ASSIGNMENT » Word for word, please restate the lines from the beginning of the data through the line in which "async fn send_task(&self, task: &Task)" appears.

Stored data:
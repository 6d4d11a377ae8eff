// Copyright (c) 2025 Steve Wagner (ciroque@live.com)
// SPDX-License-Identifier: MIT

use async_trait::async_trait;

use crate::engine::Task;
use crate::errors::QueueError;

/// Outbound queue that carries tasks to workers.
///
/// The queue must preserve the relative order of tasks sharing an example id.
/// Sending in `index` order is then enough for workers to find every operand
/// already published when they pick a task up.
#[async_trait]
pub trait TaskQueue: Send + Sync {
    /// Send one task.
    async fn send_task(&self, task: &Task) -> Result<(), QueueError>;

    /// Name of the backend, reported when a send fails.
    fn name(&self) -> &'static str;
}
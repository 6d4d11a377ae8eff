// Copyright (c) 2025 Steve Wagner (ciroque@live.com)
// SPDX-License-Identifier: MIT

//! Semantic validation for a parsed [`Config`].
//!
//! Parsing only guarantees the document has the right shape. These checks catch
//! values that parse fine but would break the planner at runtime, and accumulate
//! every problem so the operator can fix them in one pass.

use crate::config::{Config, VariableStrategy};
use crate::engine::is_numeric_literal;
use crate::errors::ConfigValidationError;

/// Validates a configuration, returning every problem found.
///
/// # Checks
///
/// 1. **Service name** - must not be empty or whitespace
/// 2. **Log filter** - must not be empty or whitespace
/// 3. **Variable prefix** - with the sequential strategy, the prefix must contain at
///    least one character that is not a digit or `.`; otherwise `12` + `3` would be
///    indistinguishable from the literal `123`
///
/// # Examples
///
/// ```rust
/// use calc_planner::config::{validate_config, Config};
///
/// let config = Config::default();
/// assert!(validate_config(&config).is_ok());
/// ```
pub fn validate_config(config: &Config) -> Result<(), Vec<ConfigValidationError>> {
    let mut errors = Vec::new();

    if config.service_name.trim().is_empty() {
        errors.push(ConfigValidationError::EmptyServiceName);
    }

    if config.logging.filter.trim().is_empty() {
        errors.push(ConfigValidationError::EmptyLogFilter);
    }

    if config.variables.strategy == VariableStrategy::Sequential
        && !is_safe_prefix(&config.variables.prefix)
    {
        errors.push(ConfigValidationError::NumericVariablePrefix {
            prefix: config.variables.prefix.clone(),
        });
    }

    if errors.is_empty() {
        Ok(())
    } else {
        Err(errors)
    }
}

fn is_safe_prefix(prefix: &str) -> bool {
    // Counter digits are appended, so the empty prefix is as bad as "12".
    !prefix.is_empty() && !is_numeric_literal(&format!("{prefix}0"))
}

#[cfg(test)]
mod tests {
    use super::*;

    fn sequential(prefix: &str) -> Config {
        let mut config = Config::default();
        config.variables.strategy = VariableStrategy::Sequential;
        config.variables.prefix = prefix.to_string();
        config
    }

    #[test]
    fn test_default_config_is_valid() {
        assert!(validate_config(&Config::default()).is_ok());
    }

    #[test]
    fn test_empty_service_name() {
        let mut config = Config::default();
        config.service_name = "  ".to_string();

        let errors = validate_config(&config).unwrap_err();
        assert_eq!(errors, vec![ConfigValidationError::EmptyServiceName]);
    }

    #[test]
    fn test_numeric_prefixes_are_rejected() {
        for prefix in ["", "1", "2.", "."] {
            let errors = validate_config(&sequential(prefix)).unwrap_err();
            assert_eq!(
                errors,
                vec![ConfigValidationError::NumericVariablePrefix {
                    prefix: prefix.to_string()
                }],
                "prefix {prefix:?} should be rejected"
            );
        }
    }

    #[test]
    fn test_prefix_ignored_for_uuid_strategy() {
        let mut config = Config::default();
        config.variables.prefix = "123".to_string();

        assert!(validate_config(&config).is_ok());
    }

    #[test]
    fn test_all_errors_are_accumulated() {
        let mut config = sequential("9");
        config.service_name.clear();
        config.logging.filter.clear();

        let errors = validate_config(&config).unwrap_err();
        assert_eq!(errors.len(), 3);
    }
}
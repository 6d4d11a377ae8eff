// Copyright (c) 2025 Steve Wagner (ciroque@live.com)
// SPDX-License-Identifier: MIT

//! Dependency analysis over a finished [`TaskPlan`].
//!
//! Dispatching in `index` order is always safe but serial. Consumers that want to
//! run independent sub-expressions side by side can group tasks into topological
//! levels instead: every task in a level reads only results from earlier levels.
//!
//! ```text
//! (1+2)*(3+4)-5
//!
//! level 0:  #0 1 + 2 -> v1    #1 3 + 4 -> v2
//! level 1:  #2 v1 * v2 -> v3
//! level 2:  #3 v3 - 5 -> v4
//! ```
//!
//! Levels are computed with Kahn's algorithm in O(V + E).

use std::collections::HashMap;

use super::dependency_graph::DependencyGraph;
use super::entry_points::EntryPoints;
use super::task::TaskPlan;
use super::token::VariableId;

impl TaskPlan {
    /// Producer -> consumers graph over the plan's variables.
    pub fn dependency_graph(&self) -> DependencyGraph {
        let mut graph = DependencyGraph::new();
        for task in self.tasks() {
            graph.add_task(task.variable.clone());
            for producer in task.dependencies() {
                graph.add_dependent(producer.clone(), task.variable.clone());
            }
        }
        graph
    }

    /// Tasks that read no variables, in index order.
    pub fn entry_points(&self) -> EntryPoints {
        self.tasks()
            .iter()
            .filter(|task| task.is_ready())
            .map(|task| task.variable.clone())
            .collect::<Vec<_>>()
            .into()
    }

    /// Task positions grouped into topological levels, ascending within a level.
    ///
    /// A variable operand that no task in the plan produces is treated as already
    /// available.
    pub fn dependency_levels(&self) -> Vec<Vec<usize>> {
        let graph = self.dependency_graph();
        let positions: HashMap<&VariableId, usize> = self
            .tasks()
            .iter()
            .enumerate()
            .map(|(position, task)| (&task.variable, position))
            .collect();

        let mut in_degree: HashMap<&VariableId, usize> = self
            .tasks()
            .iter()
            .map(|task| {
                let waiting = task
                    .dependencies()
                    .filter(|producer| positions.contains_key(producer))
                    .count();
                (&task.variable, waiting)
            })
            .collect();

        let mut current: Vec<&VariableId> = self
            .tasks()
            .iter()
            .filter(|task| in_degree.get(&task.variable) == Some(&0))
            .map(|task| &task.variable)
            .collect();

        let mut levels = Vec::new();
        while !current.is_empty() {
            let mut next = Vec::new();
            for variable in &current {
                let Some(dependents) = graph.get_dependents(variable) else {
                    continue;
                };
                for dependent in dependents {
                    if let Some(waiting) = in_degree.get_mut(dependent) {
                        *waiting = waiting.saturating_sub(1);
                        if *waiting == 0 {
                            next.push(dependent);
                        }
                    }
                }
            }

            let mut level: Vec<usize> = current
                .iter()
                .filter_map(|variable| positions.get(variable).copied())
                .collect();
            level.sort_unstable();
            levels.push(level);
            current = next;
        }
        levels
    }
}
// Copyright (c) 2025 Steve Wagner (ciroque@live.com)
// SPDX-License-Identifier: MIT

use super::token::VariableId;

/// A type-safe wrapper for plan entry points - tasks whose operands are all literals.
///
/// Entry points can be handed to workers immediately; every other task waits for
/// at least one result. They are listed in task index order.
///
/// # Examples
///
/// ```
/// use calc_planner::engine::{plan_expression, SequentialVariables};
///
/// let variables = SequentialVariables::new("v");
/// let plan = plan_expression("(1+2)*(3+4)", "example-1", &variables).unwrap();
///
/// let entry_points = plan.entry_points();
/// let ready: Vec<&str> = entry_points.iter().map(|v| v.as_str()).collect();
/// assert_eq!(ready, vec!["v1", "v2"]);
/// ```
#[derive(Debug, Clone, Default, PartialEq, Eq)]
pub struct EntryPoints(pub Vec<VariableId>);

impl EntryPoints {
    /// Get iterator over entry points
    pub fn iter(&self) -> impl Iterator<Item = &VariableId> {
        self.0.iter()
    }

    pub fn len(&self) -> usize {
        self.0.len()
    }

    pub fn is_empty(&self) -> bool {
        self.0.is_empty()
    }
}

impl From<Vec<VariableId>> for EntryPoints {
    fn from(entry_points: Vec<VariableId>) -> Self {
        Self(entry_points)
    }
}
// Copyright (c) 2025 Steve Wagner (ciroque@live.com)
// SPDX-License-Identifier: MIT

//! User-facing error for expressions rejected by the validator.

use thiserror::Error;

/// Message attached to every rejected expression.
///
/// Callers persist this text verbatim on the error-tagged record, so it is kept
/// stable and carries no detail about which rule failed.
pub const MALFORMED_EXPRESSION: &str =
    "line is not a mathematical expression or contains an error";

/// The single error kind the validator reports.
#[derive(Error, Debug, Clone, PartialEq, Eq)]
pub enum ExpressionError {
    #[error("{}", MALFORMED_EXPRESSION)]
    Malformed,
}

SOLUTION TO THIS TASK »
repository 6d4d11a377ae8eff
// Copyright (c) 2025 Steve Wagner (ciroque@live.com)
// SPDX-License-Identifier: MIT

use async_trait::async_trait;

use crate::engine::Task;
use crate::errors::QueueError;

/// Outbound queue that carries tasks to workers.
///
/// The queue must preserve the relative order of tasks sharing an example id.
/// Sending in `index` order is then enough for workers to find every operand
/// already published when they pick a task up.
#[async_trait]
pub trait TaskQueue: Send + Sync {
    /// Send one task.
    async fn send_task(&self, task: &Task) -> Result<(), QueueError>;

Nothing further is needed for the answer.